Consider this thought: If you make a building more energy efficient, it will cost less to operate and even have a higher resale value. It makes perfect sense, considering energy-efficient buildings cost less to operate, thus making them more affordable. This means more people can qualify to own them, because power and heating/cooling costs have a lower impact on household budget scenarios – a very nice touch in today's economy.
Furthermore, people with energy-efficient homes can be considered less likely to default on the loans used to secure them, due to a more stable cost of ownership and the confirmation during the energy audit portion of the EEM pre-closing procedure.
Out of Washington
At the federal level, residential EEMs are nationally available through two agencies. The Federal Housing Administration (FHA) has an EEM program that allows lenders to add 100% of the additional cost of energy-efficiency improvements to an approved mortgage, provided that the additional costs do not exceed $4,000 or 5% of the home's value, up to a maximum of $8,000 (whichever is greater). FHA's program also covers manufactured housing.
The Department of Veterans' Affairs also has an EEM program that allows qualified military borrowers to finance energy improvements for purchasing an existing home. This program caps the energy improvements between $3,000 and $6,000.
Another option is the federal ENERGY STAR mortgage program. ENERGY STAR is a joint program by the EPA and the DOE in 1992. The mortgage program, which began with Maine and Colorado and has recently become available in 16 other states through HomeFirst Mortgage Corp., offers borrowers an opportunity to lower their energy consumption while making significant, affordable improvements to their homes, which will also lead to a reduction in the overall carbon emissions associated with the energy used in their homes.
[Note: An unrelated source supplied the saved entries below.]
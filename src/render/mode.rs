//! Render mode detection
//!
//! Picks between plain ASCII and Unicode glyphs for the viewer.

use std::env;

/// Available glyph sets
#[derive(Debug, Clone, Copy, PartialEq, Eq, Default)]
pub enum RenderMode {
    /// Classic ASCII characters, works everywhere
    #[default]
    Ascii,

    /// Unicode block and shade symbols
    Unicode,
}

impl RenderMode {
    /// Get a human-readable name
    pub fn name(&self) -> &'static str {
        match self {
            RenderMode::Ascii => "ASCII",
            RenderMode::Unicode => "Unicode",
        }
    }

    /// Cycle to the other mode
    pub fn toggled(self) -> Self {
        match self {
            RenderMode::Ascii => RenderMode::Unicode,
            RenderMode::Unicode => RenderMode::Ascii,
        }
    }
}

/// Detect the best glyph set for the current terminal
pub fn detect_render_mode() -> RenderMode {
    if is_unicode_supported() {
        log::info!("Using Unicode rendering mode");
        return RenderMode::Unicode;
    }

    log::info!("Falling back to ASCII rendering mode");
    RenderMode::Ascii
}

/// Check the locale for UTF-8
fn is_unicode_supported() -> bool {
    ["LC_ALL", "LC_CTYPE", "LANG"]
        .iter()
        .filter_map(|var| env::var(var).ok())
        .any(|value| value.to_uppercase().contains("UTF"))
}
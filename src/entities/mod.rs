//! Entity definitions and spawning
//!
//! Backs the generator's entity factory with a hecs world.

pub mod enemies;
pub mod player;

pub use enemies::spawn_enemy;
pub use player::{place_player, spawn_player};

use hecs::{Entity, World};

use crate::ecs::{EnemyKind, Position, Renderable, WorldPosition};
use crate::world::generation::{EntityFactory, EntityHandle};

/// Entity factory that spawns into an owned hecs world
pub struct EcsSpawner {
    world: World,
    player: Entity,
}

impl EcsSpawner {
    /// Create a world holding just the player
    pub fn new() -> Self {
        let mut world = World::new();
        let player = spawn_player(&mut world);
        Self { world, player }
    }

    pub fn world(&self) -> &World {
        &self.world
    }

    pub fn player(&self) -> Entity {
        self.player
    }

    /// Current grid position of the player
    pub fn player_position(&self) -> Option<Position> {
        self.world.get::<&Position>(self.player).ok().map(|p| *p)
    }

    /// Look up an entity from a handle returned by the factory
    pub fn entity(&self, handle: EntityHandle) -> Option<Entity> {
        Entity::from_bits(handle.0).filter(|e| self.world.contains(*e))
    }

    /// Every drawable entity with its grid position, player last
    pub fn drawables(&self) -> Vec<(Position, Renderable)> {
        let mut out: Vec<(Entity, Position, Renderable)> = self
            .world
            .query::<(&Position, &Renderable)>()
            .iter()
            .map(|(e, (pos, r))| (e, *pos, *r))
            .collect();
        out.sort_by_key(|(e, _, _)| *e == self.player);
        out.into_iter().map(|(_, pos, r)| (pos, r)).collect()
    }

    /// Despawn every enemy, keeping the player, ahead of a regeneration
    pub fn reset(&mut self) {
        let player = self.player;
        let stale: Vec<Entity> = self
            .world
            .iter()
            .map(|e| e.entity())
            .filter(|e| *e != player)
            .collect();
        for entity in stale {
            let _ = self.world.despawn(entity);
        }
        place_player(&mut self.world, player, WorldPosition::default());
    }
}

impl Default for EcsSpawner {
    fn default() -> Self {
        Self::new()
    }
}

impl EntityFactory for EcsSpawner {
    fn instantiate(&mut self, kind: EnemyKind, at: WorldPosition) -> EntityHandle {
        let entity = spawn_enemy(&mut self.world, kind, at);
        EntityHandle(entity.to_bits().get())
    }

    fn move_player(&mut self, to: WorldPosition) {
        place_player(&mut self.world, self.player, to);
    }
}

#[cfg(test)]
mod tests {
    use super::*;
    use crate::ecs::{Enemy, Name};

    #[test]
    fn test_instantiate_spawns_enemy_components() {
        let mut spawner = EcsSpawner::new();
        let at = Position::new(3, 4).to_world();
        let handle = spawner.instantiate(EnemyKind::Splitter, at);

        let entity = spawner.entity(handle).expect("handle should resolve");
        let world = spawner.world();
        assert_eq!(*world.get::<&Position>(entity).unwrap(), Position::new(3, 4));
        assert_eq!(world.get::<&Enemy>(entity).unwrap().kind, EnemyKind::Splitter);
        assert_eq!(world.get::<&Name>(entity).unwrap().0, "Splitter");
    }

    #[test]
    fn test_move_player_updates_both_coordinates() {
        let mut spawner = EcsSpawner::new();
        assert_eq!(spawner.player_position(), Some(Position::ORIGIN));

        let to = Position::new(5, 2).to_world();
        spawner.move_player(to);
        assert_eq!(spawner.player_position(), Some(Position::new(5, 2)));
        let world_pos = *spawner.world().get::<&WorldPosition>(spawner.player()).unwrap();
        assert_eq!(world_pos, to);
    }

    #[test]
    fn test_reset_keeps_only_player() {
        let mut spawner = EcsSpawner::new();
        spawner.instantiate(EnemyKind::Boss, Position::new(1, 1).to_world());
        spawner.instantiate(EnemyKind::Contact, Position::new(2, 1).to_world());
        assert_eq!(spawner.world().len(), 3);

        spawner.reset();
        assert_eq!(spawner.world().len(), 1);
        assert_eq!(spawner.drawables().len(), 1);
        assert_eq!(spawner.drawables()[0].1.glyph, '@');
    }
}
The ENERGY STAR mortgage program demonstrates that financing can be a useful tool for enhancing the success of investing in energy-efficient homes by lowering borrowing costs, as well as the importance of utilizing a network of qualified energy auditors and contractors to ensure that cost-effective energy-efficiency improvements are realized.
ENERGY STAR mortgages incorporate the cost of energy-efficiency investments, allowing borrowers to pay for them over the life of their loans, including interest deductions from their federal and state income taxes. A key ENERGY STAR mortgage benefit is that a borrower can finance energy-saving improvements to their homes without paying more than they would for a typical mortgage.
Participating lenders also offer borrowers additional financial benefits, such as discounted mortgage rates, reduced loan fees, assistance with closing costs or another benefit that reduces the cost of the mortgage compared with financing that would otherwise be available to the borrower.
In the secondary markets, there is some activity unique to EEMs. Fannie Mae lends up to 5% for ENERGY STAR-qualified single-family, owner-occupied units, while Freddie Mac offers EEMs for one- to four-unit dwellings. But neither government-sponsored enterprise currently has mortgage-backed security programs that are specific to green-lending, though Freddie Mac has recently considered offering a $500 million green mortgage-backed security in conjunction with the Capital Markets Partnership, a Washington D.C.-based think tank whose main work focuses on green secondary market transformation.
As we enter a new decade, green lending seems like natural progression. Lending institutions of all kinds would be well served to add an intelligent green lending program, and secondary marketing executives need to pay more attention to this business strategy.